God is everyone’s co-pilot in the Republican Party in Iowa, where candidates slip into pre-faded jeans in an attempt to look very rural Christian. Soon, they will be plodding through bacon and eggs and snow in New Hampshire, then bathing in barbecue and sweet southern courtesy in South Carolina and then hugging sun-blocked greasy senior citizens at gated compounds in Florida.

At every point, President Obama is likely to be cast as the anti-Christ, or worse, a liberal socialist tax-and-spender with big government in his heart, all points that draw healthy reactions from the most conservative of voters.

There will be many attempts to set the record straight, which media always try to do after they realize they should not have put their imprimatur on something so patently wrong in the first place, a process that happens with some frequency in an era in which no one actually checks much of anything out before broadcasting, tweeting, facebooking or whatever.

It just goes out there and thrives, like mold in the shower.

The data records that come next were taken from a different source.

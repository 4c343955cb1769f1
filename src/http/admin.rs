//! Administrator endpoints: shop overview, statistics and shop creation

use axum::{
    extract::{rejection::JsonRejection, State},
    http::StatusCode,
    response::Json,
};
use indexmap::IndexMap;
use serde::{Deserialize, Serialize};
use serde_json::Value;
use tracing::info;
use validator::Validate;

use crate::app::AppState;
use crate::model::{ItemType, NewShop, Shop, ShopStatus, Stock};

use super::error::AppError;
use super::extract::json_object;

/// Registered beneficiaries figure shown on the admin dashboard
const BENEFICIARY_COUNT: u32 = 1245;
/// Distribution rate percentage shown on the admin dashboard
const DISTRIBUTION_RATE: u32 = 94;

#[derive(Debug, Serialize)]
pub struct ShopWithStock {
    #[serde(flatten)]
    shop: Shop,
    status: ShopStatus,
    stock: IndexMap<ItemType, Stock>,
}

pub async fn list_shops(State(state): State<AppState>) -> Json<Vec<ShopWithStock>> {
    let shops = state
        .store
        .all_shops()
        .into_iter()
        .map(|shop| {
            let stock: IndexMap<ItemType, Stock> = state
                .store
                .stock_by_shop(&shop.id)
                .into_iter()
                .map(|row| (row.item_type, row))
                .collect();
            let status = ShopStatus::from_statuses(stock.values().map(Stock::status));
            ShopWithStock {
                shop,
                status,
                stock,
            }
        })
        .collect();

    Json(shops)
}

#[derive(Debug, Serialize)]
#[serde(rename_all = "camelCase")]
pub struct StatsResponse {
    total_shops: usize,
    beneficiaries: u32,
    low_stock_alerts: usize,
    out_of_stock_items: usize,
    distribution_rate: u32,
}

pub async fn stats(State(state): State<AppState>) -> Json<StatsResponse> {
    let all_stock = state.store.all_stock();

    let low_stock_alerts = all_stock.iter().filter(|s| s.status().is_alert()).count();
    let out_of_stock_items = all_stock.iter().filter(|s| s.quantity == 0).count();

    Json(StatsResponse {
        total_shops: state.store.all_shops().len(),
        beneficiaries: BENEFICIARY_COUNT,
        low_stock_alerts,
        out_of_stock_items,
        distribution_rate: DISTRIBUTION_RATE,
    })
}

#[derive(Debug, Deserialize, Validate)]
#[serde(rename_all = "camelCase")]
pub struct CreateShopRequest {
    #[validate(length(min = 1))]
    name: String,
    #[validate(length(min = 1))]
    address: String,
    #[serde(default)]
    contact_number: Option<String>,
}

pub async fn create_shop(
    State(state): State<AppState>,
    payload: Result<Json<Value>, JsonRejection>,
) -> Result<(StatusCode, Json<Shop>), AppError> {
    const INVALID: &str = "Invalid shop data";
    let req: CreateShopRequest = json_object(payload, INVALID)?;
    req.validate()
        .map_err(|_| AppError::BadRequest(INVALID.to_string()))?;

    let shop = state.store.create_shop(NewShop {
        name: req.name,
        address: req.address,
        contact_number: req.contact_number,
    });
    info!(shop_id = %shop.id, name = %shop.name, "Shop created");

    Ok((StatusCode::CREATED, Json(shop)))
}
//! Process uptime tracking

use std::time::Instant;

/// Server start time for uptime tracking
static SERVER_START: std::sync::OnceLock<Instant> = std::sync::OnceLock::new();

/// Initialize server start time (call once at startup)
pub fn init_server_time() {
    SERVER_START.get_or_init(Instant::now);
}

/// Get server uptime in seconds
pub fn uptime_secs() -> u64 {
    SERVER_START
        .get()
        .map(|start| start.elapsed().as_secs())
        .unwrap_or(0)
}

Outrageous ads will appear in abundance, creating healthy revenue streams for the very news outlets that will then feel obligated to test what has already been dispensed against reality. Dishonesty is the nature of the presidential campaign beast.

Fortunately, we live in an unsophisticated nation where subtlety, complexity, accuracy and nuance are slipped immediately into the dead letters bin.

Otherwise, one risks becoming cynical.

Charles M. Madigan heads the journalism department at Roosevelt University.